Prove You’re Worth It: Getting a Job in the Social Sector
April 19, 2012
Last week, I guest-lectured on social entrepreneurship to a group of master’s students at a well-known university in the Washington, DC area. Towards the end, the conversation veered towards the idea behind what we’re doing here at The Amani Institute. When I described a disillusionment amongst employers with certain types of higher education, a few students reacted with annoyance and pique. “But we do have valuable skills”, they exclaimed. “Don’t you think that its up to employers to figure out how to deploy us? They need to meet us half-way. Isn’t part of the problem that organizations aren’t being creative enough?” To which I have a simple answer. If you think you’re worth hiring, prove it. Show that you can add value that the organization needs. I often tell the story of the summer intern at Ashoka who led other summer interns in the production of this video, which is now used all around the world by Ashoka staff when presenting the organization.

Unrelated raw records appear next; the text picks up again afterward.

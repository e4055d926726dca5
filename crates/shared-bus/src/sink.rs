//! # Event Sink Capability
//!
//! Every reactor that fires events implements [`Eventable`]. The node wires
//! the bus into each one at construction time, so a component cannot be
//! registered without explicitly accepting a sink.

use std::sync::Arc;

use parking_lot::RwLock;

use crate::events::ChainEvent;
use crate::publisher::EventPublisher;

/// Shared handle reactors publish through.
pub type EventSink = Arc<dyn EventPublisher>;

/// Capability: "accepts an event sink".
pub trait Eventable: Send + Sync {
    /// Attach the sink this component fires events into.
    fn set_event_sink(&self, sink: EventSink);
}

/// Attach one sink to many components.
pub fn wire_event_sink(sink: &EventSink, components: &[&dyn Eventable]) {
    for component in components {
        component.set_event_sink(Arc::clone(sink));
    }
}

/// Slot holding an optional sink, for components that fire before or
/// without being wired.
#[derive(Default)]
pub struct EventSinkSlot {
    sink: RwLock<Option<EventSink>>,
}

impl EventSinkSlot {
    /// Create an empty slot.
    #[must_use]
    pub fn new() -> Self {
        Self::default()
    }

    /// Replace the sink.
    pub fn set(&self, sink: EventSink) {
        *self.sink.write() = Some(sink);
    }

    /// Whether a sink has been attached.
    #[must_use]
    pub fn is_wired(&self) -> bool {
        self.sink.read().is_some()
    }

    /// Fire an event; a no-op returning 0 while unwired.
    pub fn fire(&self, event: ChainEvent) -> usize {
        match self.sink.read().as_ref() {
            Some(sink) => sink.publish(event),
            None => 0,
        }
    }
}
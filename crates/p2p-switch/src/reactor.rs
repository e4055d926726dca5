//! # Reactors
//!
//! A reactor is an independently scheduled subsystem attached to the switch
//! (peer exchange, block sync, mempool, consensus). Every reactor accepts an
//! event sink through the [`Eventable`] supertrait.

use std::sync::atomic::{AtomicBool, Ordering};

use async_trait::async_trait;
use shared_bus::{ChainEvent, EventSink, EventSinkSlot, Eventable};
use tracing::{debug, info};

use crate::error::P2pError;
use crate::peer::Peer;

/// A subsystem driven by the switch.
#[async_trait]
pub trait Reactor: Eventable {
    /// Registration name, e.g. `"CONSENSUS"`.
    fn name(&self) -> &str;

    /// Start background work. Called once by [`crate::Switch::start`].
    async fn start(&self) -> Result<(), P2pError>;

    /// Stop background work. Must tolerate repeated calls.
    async fn stop(&self);

    fn is_running(&self) -> bool;

    /// A peer joined the switch.
    fn add_peer(&self, _peer: &Peer) {}

    /// A peer left the switch.
    fn remove_peer(&self, _peer: &Peer) {}
}

/// Lifecycle flag and event sink shared by the concrete reactors.
pub struct BaseReactor {
    name: &'static str,
    running: AtomicBool,
    events: EventSinkSlot,
}

impl BaseReactor {
    #[must_use]
    pub fn new(name: &'static str) -> Self {
        Self {
            name,
            running: AtomicBool::new(false),
            events: EventSinkSlot::new(),
        }
    }

    #[must_use]
    pub fn name(&self) -> &'static str {
        self.name
    }

    /// Mark running. Returns `false` if it already was.
    pub fn start(&self) -> bool {
        let started = !self.running.swap(true, Ordering::SeqCst);
        if started {
            info!(reactor = self.name, "Reactor started");
        } else {
            debug!(reactor = self.name, "Reactor already running");
        }
        started
    }

    /// Mark stopped. Returns `false` if it already was.
    pub fn stop(&self) -> bool {
        let stopped = self.running.swap(false, Ordering::SeqCst);
        if stopped {
            info!(reactor = self.name, "Reactor stopped");
        }
        stopped
    }

    #[must_use]
    pub fn is_running(&self) -> bool {
        self.running.load(Ordering::SeqCst)
    }

    pub fn set_event_sink(&self, sink: EventSink) {
        self.events.set(sink);
    }

    #[must_use]
    pub fn has_event_sink(&self) -> bool {
        self.events.is_wired()
    }

    /// Publish through the wired sink, if any.
    pub fn fire(&self, event: ChainEvent) -> usize {
        self.events.fire(event)
    }
}

impl Eventable for BaseReactor {
    fn set_event_sink(&self, sink: EventSink) {
        BaseReactor::set_event_sink(self, sink);
    }
}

And, surprise, surprise, Ashoka hired this intern as soon as she graduated! Because she had proved she could do something the organization needed. Marketing guru Seth Godin laid out another way of thinking about this in his blog post, ‘How to get a job with a small company‘. For the words “small company”, substitute “NGO” or “social sector organization” and everything else applies. Everything else. And he ends with a gem:
”Once you demonstrate that you contribute far more than you cost, now it’s merely a matter of figuring out a payment schedule.”
As more people start social businesses (like us), this way of thinking, this way of proving that you’re worth it, is going to become a key to job-getting success. Sadly, most universities’ Career Services centers are still focused on nabbing jobs in the “large companies economy”. This needs to change. But students like the ones I spoke with last week can’t wait around for that change to happen. They need jobs now, and that’s why they need to start showing they are worth it. And then companies and organizations will not only meet them half-way, but will in fact begin to pursue them.